Work required:
Check every line below for the word "chars" and show those that hold it.

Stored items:
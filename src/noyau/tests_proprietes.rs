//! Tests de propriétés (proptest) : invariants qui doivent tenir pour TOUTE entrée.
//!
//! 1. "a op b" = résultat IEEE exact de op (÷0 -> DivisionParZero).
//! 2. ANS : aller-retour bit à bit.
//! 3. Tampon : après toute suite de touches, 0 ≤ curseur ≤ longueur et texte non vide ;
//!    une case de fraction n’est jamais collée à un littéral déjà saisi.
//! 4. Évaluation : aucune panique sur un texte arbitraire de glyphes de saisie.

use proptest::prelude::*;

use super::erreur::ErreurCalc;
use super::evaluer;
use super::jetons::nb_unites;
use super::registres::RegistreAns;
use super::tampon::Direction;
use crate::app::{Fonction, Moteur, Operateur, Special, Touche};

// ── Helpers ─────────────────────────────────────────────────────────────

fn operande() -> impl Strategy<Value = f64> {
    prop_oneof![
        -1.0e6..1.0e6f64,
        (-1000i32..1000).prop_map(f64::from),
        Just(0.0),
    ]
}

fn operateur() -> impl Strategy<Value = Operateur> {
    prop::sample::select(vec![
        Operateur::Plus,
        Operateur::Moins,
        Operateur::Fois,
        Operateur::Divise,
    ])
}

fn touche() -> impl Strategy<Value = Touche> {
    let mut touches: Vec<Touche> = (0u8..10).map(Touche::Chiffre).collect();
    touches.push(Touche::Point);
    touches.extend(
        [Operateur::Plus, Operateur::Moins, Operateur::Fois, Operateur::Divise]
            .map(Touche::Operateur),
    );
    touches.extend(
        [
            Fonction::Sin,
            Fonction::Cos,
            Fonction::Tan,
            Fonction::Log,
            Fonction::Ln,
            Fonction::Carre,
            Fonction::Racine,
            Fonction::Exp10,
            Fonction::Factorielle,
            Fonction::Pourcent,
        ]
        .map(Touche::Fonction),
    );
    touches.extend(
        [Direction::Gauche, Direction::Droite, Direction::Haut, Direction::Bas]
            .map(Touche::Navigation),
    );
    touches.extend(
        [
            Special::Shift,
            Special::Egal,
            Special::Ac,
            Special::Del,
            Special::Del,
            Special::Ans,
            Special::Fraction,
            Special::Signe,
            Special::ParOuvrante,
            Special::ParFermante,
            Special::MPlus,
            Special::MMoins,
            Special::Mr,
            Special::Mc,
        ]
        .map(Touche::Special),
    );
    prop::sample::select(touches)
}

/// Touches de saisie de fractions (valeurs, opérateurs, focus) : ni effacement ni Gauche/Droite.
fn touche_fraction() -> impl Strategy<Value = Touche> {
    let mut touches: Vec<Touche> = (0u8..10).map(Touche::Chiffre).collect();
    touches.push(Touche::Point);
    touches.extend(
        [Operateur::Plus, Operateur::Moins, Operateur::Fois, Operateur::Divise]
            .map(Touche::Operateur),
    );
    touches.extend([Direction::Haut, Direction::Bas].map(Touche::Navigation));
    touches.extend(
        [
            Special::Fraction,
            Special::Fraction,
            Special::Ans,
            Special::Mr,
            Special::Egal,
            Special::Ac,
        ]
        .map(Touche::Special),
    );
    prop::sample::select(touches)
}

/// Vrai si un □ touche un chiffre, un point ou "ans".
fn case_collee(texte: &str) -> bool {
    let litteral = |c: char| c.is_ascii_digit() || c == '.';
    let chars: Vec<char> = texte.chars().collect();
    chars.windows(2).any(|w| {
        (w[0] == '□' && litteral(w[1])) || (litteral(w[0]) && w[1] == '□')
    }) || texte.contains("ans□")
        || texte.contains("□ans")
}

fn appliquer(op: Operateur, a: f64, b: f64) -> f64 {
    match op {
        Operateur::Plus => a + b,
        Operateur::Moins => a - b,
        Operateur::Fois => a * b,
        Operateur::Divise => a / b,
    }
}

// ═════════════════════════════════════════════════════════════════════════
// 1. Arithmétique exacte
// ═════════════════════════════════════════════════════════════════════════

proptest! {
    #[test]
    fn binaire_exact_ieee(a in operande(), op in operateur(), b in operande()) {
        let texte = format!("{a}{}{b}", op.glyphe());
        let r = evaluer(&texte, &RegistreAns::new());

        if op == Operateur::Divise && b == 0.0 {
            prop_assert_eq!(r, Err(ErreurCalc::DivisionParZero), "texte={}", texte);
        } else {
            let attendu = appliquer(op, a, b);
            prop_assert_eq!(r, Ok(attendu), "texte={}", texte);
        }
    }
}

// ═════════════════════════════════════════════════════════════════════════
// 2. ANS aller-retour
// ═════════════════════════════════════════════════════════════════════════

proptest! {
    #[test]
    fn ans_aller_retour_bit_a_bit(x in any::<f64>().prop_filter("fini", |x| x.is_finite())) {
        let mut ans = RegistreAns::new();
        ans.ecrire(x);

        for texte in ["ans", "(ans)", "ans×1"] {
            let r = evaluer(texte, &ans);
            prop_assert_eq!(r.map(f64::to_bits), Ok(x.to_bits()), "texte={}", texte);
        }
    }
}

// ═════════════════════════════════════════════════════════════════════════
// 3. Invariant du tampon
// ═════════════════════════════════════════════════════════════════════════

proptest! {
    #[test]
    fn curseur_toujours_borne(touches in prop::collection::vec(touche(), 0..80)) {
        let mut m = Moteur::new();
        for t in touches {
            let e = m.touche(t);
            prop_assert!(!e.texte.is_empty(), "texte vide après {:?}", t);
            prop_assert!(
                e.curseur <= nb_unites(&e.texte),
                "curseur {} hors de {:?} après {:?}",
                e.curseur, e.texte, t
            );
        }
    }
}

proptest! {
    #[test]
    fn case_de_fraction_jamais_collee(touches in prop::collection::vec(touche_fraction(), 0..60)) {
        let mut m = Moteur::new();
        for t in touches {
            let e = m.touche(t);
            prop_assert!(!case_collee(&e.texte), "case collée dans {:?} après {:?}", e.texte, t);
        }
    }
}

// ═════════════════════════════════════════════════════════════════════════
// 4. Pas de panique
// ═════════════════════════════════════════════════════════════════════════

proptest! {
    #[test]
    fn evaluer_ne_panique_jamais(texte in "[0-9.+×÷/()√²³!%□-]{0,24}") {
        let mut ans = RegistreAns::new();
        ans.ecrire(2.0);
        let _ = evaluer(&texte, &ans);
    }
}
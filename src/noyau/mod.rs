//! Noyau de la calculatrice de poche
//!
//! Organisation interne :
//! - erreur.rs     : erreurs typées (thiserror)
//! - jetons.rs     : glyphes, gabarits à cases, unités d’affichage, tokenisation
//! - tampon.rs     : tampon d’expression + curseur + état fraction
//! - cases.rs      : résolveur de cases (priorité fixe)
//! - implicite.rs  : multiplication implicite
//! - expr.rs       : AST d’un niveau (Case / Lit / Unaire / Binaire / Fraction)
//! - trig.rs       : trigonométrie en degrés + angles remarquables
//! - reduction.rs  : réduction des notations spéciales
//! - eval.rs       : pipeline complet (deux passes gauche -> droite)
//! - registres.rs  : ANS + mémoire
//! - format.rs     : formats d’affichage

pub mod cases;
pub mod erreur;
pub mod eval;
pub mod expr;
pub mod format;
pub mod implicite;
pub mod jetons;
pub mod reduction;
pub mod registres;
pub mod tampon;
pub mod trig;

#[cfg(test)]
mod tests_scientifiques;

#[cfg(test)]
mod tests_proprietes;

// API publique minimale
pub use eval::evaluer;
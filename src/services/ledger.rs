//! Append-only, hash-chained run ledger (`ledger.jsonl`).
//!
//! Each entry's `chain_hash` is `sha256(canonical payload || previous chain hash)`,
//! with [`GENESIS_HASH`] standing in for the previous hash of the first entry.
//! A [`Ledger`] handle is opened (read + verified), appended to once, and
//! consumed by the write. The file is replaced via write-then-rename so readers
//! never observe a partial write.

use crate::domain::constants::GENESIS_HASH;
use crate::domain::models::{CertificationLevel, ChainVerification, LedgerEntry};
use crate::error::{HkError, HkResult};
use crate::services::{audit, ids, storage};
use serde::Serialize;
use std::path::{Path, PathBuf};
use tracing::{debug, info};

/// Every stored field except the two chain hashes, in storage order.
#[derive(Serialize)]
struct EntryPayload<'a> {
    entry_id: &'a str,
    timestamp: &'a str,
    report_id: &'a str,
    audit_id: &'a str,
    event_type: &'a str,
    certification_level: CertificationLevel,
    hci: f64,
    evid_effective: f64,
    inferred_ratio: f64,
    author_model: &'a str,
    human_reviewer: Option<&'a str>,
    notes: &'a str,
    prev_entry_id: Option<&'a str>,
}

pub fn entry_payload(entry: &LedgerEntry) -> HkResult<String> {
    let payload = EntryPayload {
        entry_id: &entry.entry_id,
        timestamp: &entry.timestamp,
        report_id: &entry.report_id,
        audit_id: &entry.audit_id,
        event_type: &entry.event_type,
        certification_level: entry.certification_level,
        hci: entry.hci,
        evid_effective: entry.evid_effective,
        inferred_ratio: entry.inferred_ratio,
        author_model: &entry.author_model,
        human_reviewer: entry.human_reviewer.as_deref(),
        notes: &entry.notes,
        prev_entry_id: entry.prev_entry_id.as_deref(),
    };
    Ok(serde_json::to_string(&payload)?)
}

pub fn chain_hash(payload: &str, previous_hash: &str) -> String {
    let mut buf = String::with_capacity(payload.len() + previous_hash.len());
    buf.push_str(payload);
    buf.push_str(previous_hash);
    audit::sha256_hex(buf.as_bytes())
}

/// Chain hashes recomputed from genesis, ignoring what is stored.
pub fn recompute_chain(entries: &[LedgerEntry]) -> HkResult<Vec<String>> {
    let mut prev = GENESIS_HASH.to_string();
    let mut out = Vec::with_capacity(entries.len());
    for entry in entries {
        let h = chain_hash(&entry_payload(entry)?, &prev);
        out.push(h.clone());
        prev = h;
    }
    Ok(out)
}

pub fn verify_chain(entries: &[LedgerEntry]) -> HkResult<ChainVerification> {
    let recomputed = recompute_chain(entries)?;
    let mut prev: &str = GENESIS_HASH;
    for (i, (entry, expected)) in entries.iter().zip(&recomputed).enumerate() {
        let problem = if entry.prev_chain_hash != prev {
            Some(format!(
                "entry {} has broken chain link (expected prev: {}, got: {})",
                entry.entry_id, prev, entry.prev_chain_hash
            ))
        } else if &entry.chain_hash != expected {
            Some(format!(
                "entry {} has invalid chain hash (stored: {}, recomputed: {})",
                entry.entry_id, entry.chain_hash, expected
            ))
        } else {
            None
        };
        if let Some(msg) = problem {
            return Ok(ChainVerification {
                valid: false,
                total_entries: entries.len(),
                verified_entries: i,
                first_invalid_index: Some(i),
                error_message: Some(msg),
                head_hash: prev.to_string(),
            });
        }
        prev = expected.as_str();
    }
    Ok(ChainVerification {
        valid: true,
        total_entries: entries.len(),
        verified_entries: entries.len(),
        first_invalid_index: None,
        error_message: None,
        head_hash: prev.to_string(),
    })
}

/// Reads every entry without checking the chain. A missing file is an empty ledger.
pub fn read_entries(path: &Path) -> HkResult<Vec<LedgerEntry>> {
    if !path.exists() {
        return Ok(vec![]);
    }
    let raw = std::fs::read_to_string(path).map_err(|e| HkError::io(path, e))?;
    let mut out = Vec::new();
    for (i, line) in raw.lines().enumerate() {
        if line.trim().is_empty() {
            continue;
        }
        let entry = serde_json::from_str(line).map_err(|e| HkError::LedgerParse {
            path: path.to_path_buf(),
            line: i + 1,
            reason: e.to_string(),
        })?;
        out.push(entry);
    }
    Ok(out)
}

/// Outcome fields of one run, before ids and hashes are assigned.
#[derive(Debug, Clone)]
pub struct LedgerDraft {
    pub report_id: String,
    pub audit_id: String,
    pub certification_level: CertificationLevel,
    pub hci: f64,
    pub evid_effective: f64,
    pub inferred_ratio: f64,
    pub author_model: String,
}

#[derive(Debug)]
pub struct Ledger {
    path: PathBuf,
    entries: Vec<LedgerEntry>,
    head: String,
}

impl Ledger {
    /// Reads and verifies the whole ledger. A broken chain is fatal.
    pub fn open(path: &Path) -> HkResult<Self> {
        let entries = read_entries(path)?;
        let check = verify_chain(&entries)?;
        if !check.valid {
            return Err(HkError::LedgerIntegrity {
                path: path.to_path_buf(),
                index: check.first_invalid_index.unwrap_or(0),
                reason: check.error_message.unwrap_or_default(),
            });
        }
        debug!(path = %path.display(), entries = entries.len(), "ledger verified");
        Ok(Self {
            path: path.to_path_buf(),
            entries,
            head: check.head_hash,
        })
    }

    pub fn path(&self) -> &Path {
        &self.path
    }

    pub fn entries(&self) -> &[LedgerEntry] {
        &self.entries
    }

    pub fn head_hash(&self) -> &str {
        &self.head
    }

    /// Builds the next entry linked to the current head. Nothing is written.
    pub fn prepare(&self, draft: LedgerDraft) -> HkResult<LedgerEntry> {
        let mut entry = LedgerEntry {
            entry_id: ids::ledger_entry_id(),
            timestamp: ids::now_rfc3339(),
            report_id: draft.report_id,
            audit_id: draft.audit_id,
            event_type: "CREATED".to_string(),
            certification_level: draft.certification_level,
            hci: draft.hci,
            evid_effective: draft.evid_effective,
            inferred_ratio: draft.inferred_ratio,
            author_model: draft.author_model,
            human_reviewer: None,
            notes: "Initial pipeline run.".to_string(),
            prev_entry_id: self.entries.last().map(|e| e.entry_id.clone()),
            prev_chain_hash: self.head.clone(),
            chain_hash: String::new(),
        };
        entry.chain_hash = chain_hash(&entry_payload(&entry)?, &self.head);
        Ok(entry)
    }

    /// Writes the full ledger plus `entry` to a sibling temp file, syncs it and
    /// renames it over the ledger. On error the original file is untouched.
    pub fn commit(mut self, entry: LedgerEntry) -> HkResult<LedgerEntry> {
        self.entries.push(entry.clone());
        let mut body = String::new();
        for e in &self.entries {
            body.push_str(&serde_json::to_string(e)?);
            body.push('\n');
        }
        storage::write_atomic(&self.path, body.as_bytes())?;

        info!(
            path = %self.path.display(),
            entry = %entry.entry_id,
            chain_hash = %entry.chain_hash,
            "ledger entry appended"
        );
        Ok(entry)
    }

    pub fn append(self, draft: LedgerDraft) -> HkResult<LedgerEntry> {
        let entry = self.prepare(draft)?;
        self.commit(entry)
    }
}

Solution to this exercise:
    let chars: Vec<char> = texte.chars().collect();
    chars.windows(2).any(|w| {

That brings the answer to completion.